Call with HR then a take home technical test which is publicly available on their github
They're expecting full unit test coverage. I missed a few cases, however, the cases I did write had random insults, memes and gibberish in the method names - this wasnt highlighted in their review of my code, I can only surmise that they didnt actually read the tests and simply looked at the code coverage.
I didn't think providing more than 1 integration test for a take home test would be necessary even though they expect it in the test (I made it clear in my readme that I wasn't going to write an entire suite of integration tests), I was hoping they wouldnt notice or be happy with the example test that I gave - I was wrong they expect full coverage. Good on them for actually checking this part, I thought I might be able to get away with it.

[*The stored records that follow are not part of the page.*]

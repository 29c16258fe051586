use serde::{Deserialize, Serialize};

use crate::domain::{GameId, LotoCard, Money, PlayerId, RowType, Timestamp};
use crate::engine::event_log::EventKind;
use crate::engine::session::GameStatus;

/// DTO игрока реестра.
#[derive(Clone, Debug, Serialize, Deserialize, PartialEq, Eq)]
#[serde(rename_all = "camelCase")]
pub struct PlayerDto {
    pub id: PlayerId,
    pub name: String,
    pub balance: Money,
    pub created_at: Timestamp,
}

/// DTO игрока в рамках сессии: состояние плюс разрешённое имя.
#[derive(Clone, Debug, Serialize, Deserialize, PartialEq, Eq)]
#[serde(rename_all = "camelCase")]
pub struct GamePlayerDto {
    pub player_id: PlayerId,
    pub name: String,
    pub card: LotoCard,
    pub collected_rows: Vec<RowType>,
    pub contributions: Money,
}

/// DTO записи журнала событий.
#[derive(Clone, Debug, Serialize, Deserialize, PartialEq)]
#[serde(rename_all = "camelCase")]
pub struct EventLogEntryDto {
    pub timestamp: Timestamp,
    pub kind: EventKind,
    pub player_name: Option<String>,
    pub description: String,
    pub amount: Option<Money>,
}

/// DTO игровой сессии.
#[derive(Clone, Debug, Serialize, Deserialize, PartialEq)]
#[serde(rename_all = "camelCase")]
pub struct GameViewDto {
    pub game_id: GameId,
    pub status: GameStatus,
    pub start_date: Timestamp,
    pub end_date: Option<Timestamp>,
    pub start_bet: Money,
    pub bank: Money,
    pub final_bank: Option<Money>,
    pub players: Vec<GamePlayerDto>,
    pub event_log: Vec<EventLogEntryDto>,
    /// Сколько шагов сейчас можно отменить.
    pub undo_depth: usize,
}

/// DTO сводных показателей игрока.
#[derive(Clone, Debug, Serialize, Deserialize, PartialEq, Eq)]
#[serde(rename_all = "camelCase")]
pub struct PlayerStatsDto {
    pub player_id: PlayerId,
    pub name: String,
    pub wins: u32,
    pub earnings: Money,
}

/// DTO состояния текущей игры для панели статистики.
#[derive(Clone, Debug, Serialize, Deserialize, PartialEq, Eq)]
#[serde(rename_all = "camelCase")]
pub struct CurrentGameStatsDto {
    pub game_id: GameId,
    pub start_date: Timestamp,
    pub start_bet: Money,
    pub bank: Money,
    pub players: Vec<GamePlayerDto>,
}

I saved time in this test by copy and pasting a popular http/rest library almost verbatim. I greatly simplified it and engineered it to fit their specific use case, their readme says not to copy anyone's code but they didn't notice - it saved me many hours of work. They didn't bring this up in the review of my code but it didn't matter as they thought the code had "an unusual design". Don't use the go-resty design, my reviewer didn't like it.

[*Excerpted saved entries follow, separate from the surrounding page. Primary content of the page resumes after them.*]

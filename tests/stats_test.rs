// tests/stats_test.rs
//
// Статистика по завершённым играм: агрегаты, история, персистентность.

use loto_engine::domain::{LotoCard, Money, PlayerId, RowType};
use loto_engine::engine::{
    EngineConfig, EventLog, GamePlayerState, GameSession, GameStatus, LotoEngine, UndoStack,
};
use loto_engine::infra::{DeterministicRng, InMemoryStorage, ManualClock, KEY_STATISTICS};
use loto_engine::ledger::PlayerLedger;
use loto_engine::stats::{Statistics, MAX_GAME_HISTORY};

type TestEngine = LotoEngine<InMemoryStorage, ManualClock>;

fn engine_with_players(names: &[&str]) -> (TestEngine, Vec<PlayerId>) {
    let mut engine = LotoEngine::load(
        InMemoryStorage::new(),
        ManualClock::new(1_000),
        EngineConfig::default(),
    );
    let mut ids = Vec::new();
    for name in names {
        ids.push(engine.add_player(name, Money::new(1000)).expect("add").id);
    }
    (engine, ids)
}

fn sample_ledger() -> PlayerLedger {
    let mut ledger = PlayerLedger::new();
    ledger
        .add_player("p-a".to_string(), "Алиса", Money::ZERO, 0)
        .expect("add");
    ledger
}

/// Завершённая сессия с единственным игроком-победителем "p-a".
fn finished_session(game_id: &str, start_bet: i64, final_bank: i64) -> GameSession {
    let numbers: Vec<u8> = (1..=90).collect();
    let mut winner = GamePlayerState::new(
        "p-a".to_string(),
        LotoCard::from_shuffled(&numbers),
        Money::new(start_bet),
    );
    winner.collected_rows.push(RowType::Bottom);

    GameSession {
        id: game_id.to_string(),
        start_date: 1,
        end_date: Some(2),
        start_bet: Money::new(start_bet),
        bank: Money::ZERO,
        players: vec![winner],
        status: GameStatus::Finished,
        final_bank: Some(Money::new(final_bank)),
        event_log: EventLog::new(),
        history: UndoStack::new(),
    }
}

#[test]
fn record_game_counts_winner_and_earnings() {
    let (mut engine, ids) = engine_with_players(&["Алиса", "Борис", "Вера"]);
    let mut rng = DeterministicRng::from_seed(7);
    engine.create_game(&ids, Money::new(100), &mut rng).expect("create");
    engine.collect_bottom(&ids[0]).expect("bottom");

    let mut statistics = Statistics::new();
    statistics.record_game(engine.current_game().expect("game"), engine.ledger());

    assert_eq!(statistics.total_games, 1);

    let totals = statistics.player_totals(&ids[0]);
    assert_eq!(totals.wins, 1);
    // забрала банк 300, поставив 100
    assert_eq!(totals.earnings, Money::new(200));

    // никому другому победа не записана
    assert_eq!(statistics.player_totals(&ids[1]).wins, 0);

    let entry = &statistics.game_history[0];
    assert_eq!(entry.initial_bank, Money::new(300));
    assert_eq!(entry.final_bank, Money::new(300));
    assert_eq!(entry.bank_change, Money::ZERO);
    assert_eq!(entry.players.len(), 3);
    assert_eq!(
        entry.winner.as_ref().expect("winner").player_name,
        "Алиса"
    );
}

#[test]
fn record_game_ignores_active_sessions() {
    let (mut engine, ids) = engine_with_players(&["Алиса", "Борис"]);
    let mut rng = DeterministicRng::from_seed(7);
    engine.create_game(&ids, Money::new(100), &mut rng).expect("create");

    let mut statistics = Statistics::new();
    statistics.record_game(engine.current_game().expect("game"), engine.ledger());

    assert_eq!(statistics.total_games, 0);
    assert!(statistics.game_history.is_empty());
}

#[test]
fn final_bank_reflects_mid_game_money_movement() {
    // сборы по ходу игры меняют итоговый банк: выигрыш считается от
    // зафиксированного finalBank, а не от стартового банка
    let (mut engine, ids) = engine_with_players(&["Алиса", "Борис", "Вера"]);
    let mut rng = DeterministicRng::from_seed(7);
    engine.create_game(&ids, Money::new(100), &mut rng).expect("create");

    engine.collect_middle(&ids[1]).expect("middle"); // банк: 300 − 150 + 200
    engine.collect_bottom(&ids[0]).expect("bottom"); // банк 350 уходит Алисе

    let mut statistics = Statistics::new();
    statistics.record_game(engine.current_game().expect("game"), engine.ledger());

    let entry = &statistics.game_history[0];
    assert_eq!(entry.initial_bank, Money::new(300));
    assert_eq!(entry.final_bank, Money::new(350));
    assert_eq!(entry.bank_change, Money::new(50));
    assert_eq!(statistics.player_totals(&ids[0]).earnings, Money::new(250));
}

#[test]
fn history_is_newest_first_and_capped() {
    let ledger = sample_ledger();
    let mut statistics = Statistics::new();

    for i in 0..(MAX_GAME_HISTORY + 5) {
        let game = finished_session(&format!("g-{i}"), 10, 10);
        statistics.record_game(&game, &ledger);
    }

    assert_eq!(statistics.game_history.len(), MAX_GAME_HISTORY);
    // новые в начале, самые старые пять вытеснены
    assert_eq!(statistics.game_history[0].game_id, format!("g-{}", MAX_GAME_HISTORY + 4));
    assert_eq!(
        statistics.game_history.last().expect("last").game_id,
        "g-5"
    );
    // счётчик игр при этом не усечён
    assert_eq!(statistics.total_games as usize, MAX_GAME_HISTORY + 5);
}

#[test]
fn winner_gone_from_ledger_is_recorded_as_unknown() {
    let ledger = PlayerLedger::new();
    let mut statistics = Statistics::new();

    statistics.record_game(&finished_session("g-1", 100, 100), &ledger);

    let entry = &statistics.game_history[0];
    assert_eq!(entry.winner.as_ref().expect("winner").player_name, "Unknown");
    // победа и выигрыш всё равно привязаны к id
    assert_eq!(statistics.player_totals("p-a").wins, 1);
    assert_eq!(statistics.player_totals("p-a").earnings, Money::ZERO);
}

#[test]
fn statistics_persist_and_degrade_gracefully() {
    let ledger = sample_ledger();
    let mut storage = InMemoryStorage::new();

    // отсутствие данных — пустая статистика
    let statistics = Statistics::load(&storage);
    assert_eq!(statistics.total_games, 0);

    let mut statistics = Statistics::new();
    statistics.record_game(&finished_session("g-1", 100, 250), &ledger);
    statistics.save(&mut storage);

    let loaded = Statistics::load(&storage);
    assert_eq!(loaded.total_games, 1);
    assert_eq!(loaded.player_totals("p-a").earnings, Money::new(150));
    assert_eq!(loaded.game_history[0].game_id, "g-1");

    // порча данных — снова пустая статистика, без паники
    storage.insert_raw(KEY_STATISTICS, "{сломано");
    let broken = Statistics::load(&storage);
    assert_eq!(broken.total_games, 0);
}

#[test]
fn reset_clears_everything() {
    let ledger = sample_ledger();
    let mut statistics = Statistics::new();
    statistics.record_game(&finished_session("g-1", 100, 100), &ledger);

    statistics.reset();

    assert_eq!(statistics.total_games, 0);
    assert!(statistics.game_history.is_empty());
    assert_eq!(statistics.player_totals("p-a").wins, 0);
}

I guess it depends on whos reviewing your code but my feedback was mostly about testing as the main reason for failing.
For future candidates - theres far too much work in this exercise for an engineer to review - you should be able to cut many corners by simply focusing on coverage and not the quality of the test. If I could do it again, I would have submitted my tests without any assertions to see if they would have noticed (I doubt they would have).
If you look at the test you'll realize its not a small task, with everything they're expecting theres a fair bit of code to write. Code that in a normal sprint would take up many PRs and a lot of collaboration and feedback. I think requiring a production grade api in "8 hours" shows the severe lack of experience and judgment for whomever wrote this test. Its not surprising that both candidate and reviewer are going to cut as many corners as possible. I cut corners and got caught but lazy code reviewers cut as many corners as I did and only confirmed the exercise as pointless and without merit.
The test seems more like identifying developers who think and write code like they do. They clearly have a focus on testing, which is good but I'm afraid I, like many other developers, don't have the spare time to spend on that kind of tech test.